# Are penetrations allowed in garage/living space separation



## Jobsaver (Oct 19, 2010)

Are penetrations allowed in garage/living space separations for SFD's:

Emergency pan drain lines dropping through ceiling?

Emergency pan drain lines dropping down and out wall?

Receptacles and switches, (are putty pads required)?

Pull-down stair?


----------



## Mac (Oct 19, 2010)

1. Yes

2. Steel pipe?

3. Probably better than an open pipe discharging into the garage

4. Yes - even electrical boxes have a fire rating

5. Yes - "R309.2.2 Openings in horizontal separations shall not be permitted except where the residence is otherwise protected by vertical separations."


----------



## Jobsaver (Oct 19, 2010)

PVC pipe for secondary drains, typically 3/4" or 1" in diameter.


----------



## Jobsaver (Oct 22, 2010)

Jobsaver said:
			
		

> Are penetrations allowed in garage/living space separations for SFD's:Emergency pan drain lines dropping through ceiling?
> 
> Emergency pan drain lines dropping down and out wall?
> 
> ...


Help! Anybody else?


----------



## Yankee (Oct 22, 2010)

Yes penetrations are permitted with fire caulking/sealing/gaskets.

I would be concerned about a drop down stair if you mean it is between a living space and a garage under? I'd say no way to that as I can't see how you would seal it unless it were something like a fire rated door for a laundry chute. Even then, , , I don't think I'd allow.


----------



## Jobsaver (Oct 22, 2010)

Yankee said:
			
		

> Yes penetrations are permitted with fire caulking/sealing/gaskets. I would be concerned about a drop down stair if you mean it is between a living space and a garage under? I'd say no way to that as I can't see how you would seal it unless it were something like a fire rated door for a laundry chute. Even then, , , I don't think I'd allow.


Pull down stair from a garage to an attic space.


----------



## Glennman CBO (Oct 22, 2010)

Is the separation between the garage and the living space treated the same as between the garage and the attic that is above the garage and the living space? It appears that the penetrations and openings (doors) that are mentioned in 302 are those separating the actual dwelling.

Where it states in 302.5 that openings in the walls and ceilings that separate the garage from the dwelling unit... this would be if there is a dwelling unit next to and/or above the garage. Is the attic considered the "dwelling"?

In table 302.6 the minimum separation bewteen the garage and the attic of the garage and the residence is by minimum 1/2" gypsum board or equivilent. There is an obvious distinction in the table and the wording in the code between the separation between the attic and the garage, and the dwelling unit and the garage.

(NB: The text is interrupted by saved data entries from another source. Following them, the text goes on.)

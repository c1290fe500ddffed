//! Outbound command telegram encoding.
//!
//! Telegrams are bounded-length ASCII byte sequences. The rover expects two
//! motor-speed fields (`<sign><3-digit zero-padded speed>`) separated by a
//! NUL byte and terminated by a newline; the neck accepts single direction
//! characters or a decimal position.

use thiserror::Error;

/// Maximum size of any outbound telegram in bytes. Larger telegrams are a
/// caller bug and are rejected before touching the socket.
pub const MAX_TELEGRAM_BYTES: usize = 1024;

/// Width of a zero-padded motor-speed field.
const SPEED_FIELD_WIDTH: usize = 3;

/// Largest motor speed representable in a 3-digit field.
pub const MAX_SPEED: i16 = 999;

/// Errors produced while encoding or decoding telegram fields.
#[derive(Debug, Error, PartialEq, Eq)]
pub enum TelegramError {
    /// A motor speed magnitude does not fit in a 3-digit field.
    #[error("motor speed {0} out of range (magnitude must be <= {MAX_SPEED})")]
    SpeedOutOfRange(i16),

    /// A speed field contained something other than exactly three ASCII digits.
    #[error("malformed speed field: {0:?}")]
    MalformedSpeedField(String),
}

/// Zero-pads a non-negative value into a 3-digit ASCII field.
///
/// # Examples
///
/// ```
/// assert_eq!(teleop_core::telegram::zero_pad3(50), "050");
/// assert_eq!(teleop_core::telegram::zero_pad3(0), "000");
/// ```
pub fn zero_pad3(value: u16) -> String {
    format!("{value:0width$}", width = SPEED_FIELD_WIDTH)
}

/// Parses a 3-digit zero-padded speed field back into its value.
///
/// # Errors
///
/// Returns [`TelegramError::MalformedSpeedField`] unless the field is exactly
/// three ASCII digits.
pub fn parse_speed_field(field: &str) -> Result<u16, TelegramError> {
    if field.len() != SPEED_FIELD_WIDTH || !field.bytes().all(|b| b.is_ascii_digit()) {
        return Err(TelegramError::MalformedSpeedField(field.to_string()));
    }
    // Three ASCII digits always fit in a u16.
    Ok(field.parse().unwrap_or(0))
}

/// One differential-drive command: signed speeds for the left and right
/// motors. Positive is forward, negative is reverse.
#[derive(Debug, Clone, Copy, PartialEq, Eq)]
pub struct DriveTelegram {
    pub left: i16,
    pub right: i16,
}

impl DriveTelegram {
    /// The explicit all-stop command sent when the operator releases the
    /// controls.
    pub const STOP: DriveTelegram = DriveTelegram { left: 0, right: 0 };

    /// Creates a drive telegram, rejecting speeds outside the 3-digit field.
    ///
    /// # Errors
    ///
    /// Returns [`TelegramError::SpeedOutOfRange`] if either magnitude
    /// exceeds [`MAX_SPEED`].
    pub fn new(left: i16, right: i16) -> Result<Self, TelegramError> {
        for speed in [left, right] {
            if speed.unsigned_abs() > MAX_SPEED as u16 {
                return Err(TelegramError::SpeedOutOfRange(speed));
            }
        }
        Ok(Self { left, right })
    }

    /// Encodes the telegram into its wire form:
    /// `<sign><3 digits>\0<sign><3 digits>\n`.
    pub fn encode(&self) -> Vec<u8> {
        let mut buf = Vec::with_capacity(10);
        encode_speed(&mut buf, self.left);
        buf.push(0x00);
        encode_speed(&mut buf, self.right);
        buf.push(b'\n');
        buf
    }
}

fn encode_speed(buf: &mut Vec<u8>, speed: i16) {
    buf.push(if speed < 0 { b'-' } else { b'+' });
    buf.extend_from_slice(zero_pad3(speed.unsigned_abs()).as_bytes());
}

/// One neck (pan servo) command.
#[derive(Debug, Clone, Copy, PartialEq, Eq)]
pub enum NeckTelegram {
    /// Step left.
    Left,
    /// Step right.
    Right,
    /// Move to an absolute position in degrees.
    Position(u16),
}

impl NeckTelegram {
    /// Encodes the telegram into its wire form: a direction character or a
    /// decimal position string.
    pub fn encode(&self) -> Vec<u8> {
        match self {
            NeckTelegram::Left => b"a".to_vec(),
            NeckTelegram::Right => b"d".to_vec(),
            NeckTelegram::Position(deg) => deg.to_string().into_bytes(),
        }
    }
}

// ── Tests ─────────────────────────────────────────────────────────────────────
//! Input source abstraction.
//!
//! Physical controller acquisition (gamepad APIs, event pumps) lives
//! behind the [`InputSource`] trait so the control loop can be exercised
//! with a scripted source in tests. A production build plugs in a real
//! gamepad implementation; nothing in this crate touches device APIs.

#[cfg(test)]
use mockall::automock;

/// One polled snapshot of the operator's controls.
///
/// Axis values are normalised to `-1.0..=1.0` with positive meaning
/// "stick pushed forward". Values inside the deadzone are treated as
/// centred by the encoder, not here.
#[derive(Debug, Clone, Copy, Default, PartialEq)]
pub struct InputState {
    /// Left analog stick, vertical axis.
    pub left_stick_y: f32,
    /// Right analog stick, vertical axis.
    pub right_stick_y: f32,
    pub dpad_up: bool,
    pub dpad_down: bool,
    pub dpad_left: bool,
    pub dpad_right: bool,
    /// Bottom-left trigger: pan the neck left.
    pub neck_left: bool,
    /// Bottom-right trigger: pan the neck right.
    pub neck_right: bool,
    /// Quit button: exit the control loop cleanly.
    pub quit: bool,
}

/// Anything that can be polled for the current control state once per
/// loop tick.
#[cfg_attr(test, automock)]
pub trait InputSource {
    /// Returns the current snapshot of the operator's controls. Called
    /// once per tick; must not block.
    fn poll(&mut self) -> InputState;
}

/// Replays a fixed sequence of input states, then repeats the final one
/// (with `quit` forced on once the script is exhausted, so loops driven
/// by a script always terminate).
pub struct ScriptedInput {
    script: Vec<InputState>,
    cursor: usize,
}

impl ScriptedInput {
    pub fn new(script: Vec<InputState>) -> Self {
        Self { script, cursor: 0 }
    }
}

impl InputSource for ScriptedInput {
    fn poll(&mut self) -> InputState {
        match self.script.get(self.cursor) {
            Some(state) => {
                self.cursor += 1;
                *state
            }
            None => InputState {
                quit: true,
                ..InputState::default()
            },
        }
    }
}

// ── Tests ─────────────────────────────────────────────────────────────────────

#[cfg(test)]
mod tests {
    use super::*;

    #[test]
    fn test_scripted_input_replays_in_order_then_quits() {
        let forward = InputState {
            left_stick_y: 1.0,
            ..InputState::default()
        };
        let mut source = ScriptedInput::new(vec![forward, InputState::default()]);

        assert_eq!(source.poll(), forward);
        assert_eq!(source.poll(), InputState::default());
        assert!(source.poll().quit, "exhausted script must request quit");
        assert!(source.poll().quit);
    }

    #[test]
    fn test_mock_input_source_is_pollable() {
        let mut mock = MockInputSource::new();
        mock.expect_poll().times(1).returning(|| InputState {
            quit: true,
            ..InputState::default()
        });
        assert!(mock.poll().quit);
    }
}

That being said, I have approved the drop down ladder that leads to the attic above the garage, but they are required to install 1/2" drywall over the ladder cover (lid), in accordance with the table.


----------



## Yankee (Oct 22, 2010)

so the garage to attic space is not garage to living space. As long as there is the required gyp between garage and living space then unfinished attic/storage above garage would be ok for pull down stairs. IMHO.


----------



## Yankee (Oct 22, 2010)

I read "from residences and attics" to mean the attic portion of the residence that is above the living space, not above the garage, but I could be mistaken. As in, if there were the 1/2" gyp between the attic above the garage and the attic above the dwelling, then the attic above the garage wouldn't need to be horizontally separated.

I'd change this interpretation if many see it the other way . . . ?


----------



## globe trekker (Oct 22, 2010)

Jobsaver,

I agree with what the others have mentioned. "Yes, penetrations are allowed!"

They have to be sealed with approved sealants, gaskets, metal collars, other

approved materials. We have used intumescent type caulkings around the

pvc piping.

The stair from the attic area [ over the garage ] can be sealed, but it usually

costs more to achieve it. There are fire rated stair assemblies, but they are

pricey as well. If the contractor doesn't want to install a completely rated

"pull down stair", then a 1/2" [ minimum ] draft stop wall would be required

to separate completely the residential areas from the garage area ( Section

R309.1 in the `06 IRC ).

One problem that we constantly have to deal with is the contractors lobbying

about costs and the "non-sale-ability" of having attic pull down type of stairs

located inside the residence. And when they install them in the garages,

not one of them has ever installed a draft stopping wall to separate the

residence from the garage. That building element is not a desirable feature

to people who want large attic spaces to store more and more stuff!  

As the theory goes,  ...separation is required to prevent a fire that has

started in the garage / storage room from migrating to the attic areas,

by-passing the smoke alarms and being fully developed before any of the

occupants even know it's there.

Hope this helps!

.


----------



## Jobsaver (Oct 22, 2010)

Yankee said:
			
		

> I read "from residences and attics" to mean the attic portion of the residence that is above the living space, not above the garage, but I could be mistaken. As in, if there were the 1/2" gyp between the attic above the garage and the attic above the dwelling, then the attic above the garage wouldn't need to be horizontally separated.I'd change this interpretation if many see it the other way . . . ?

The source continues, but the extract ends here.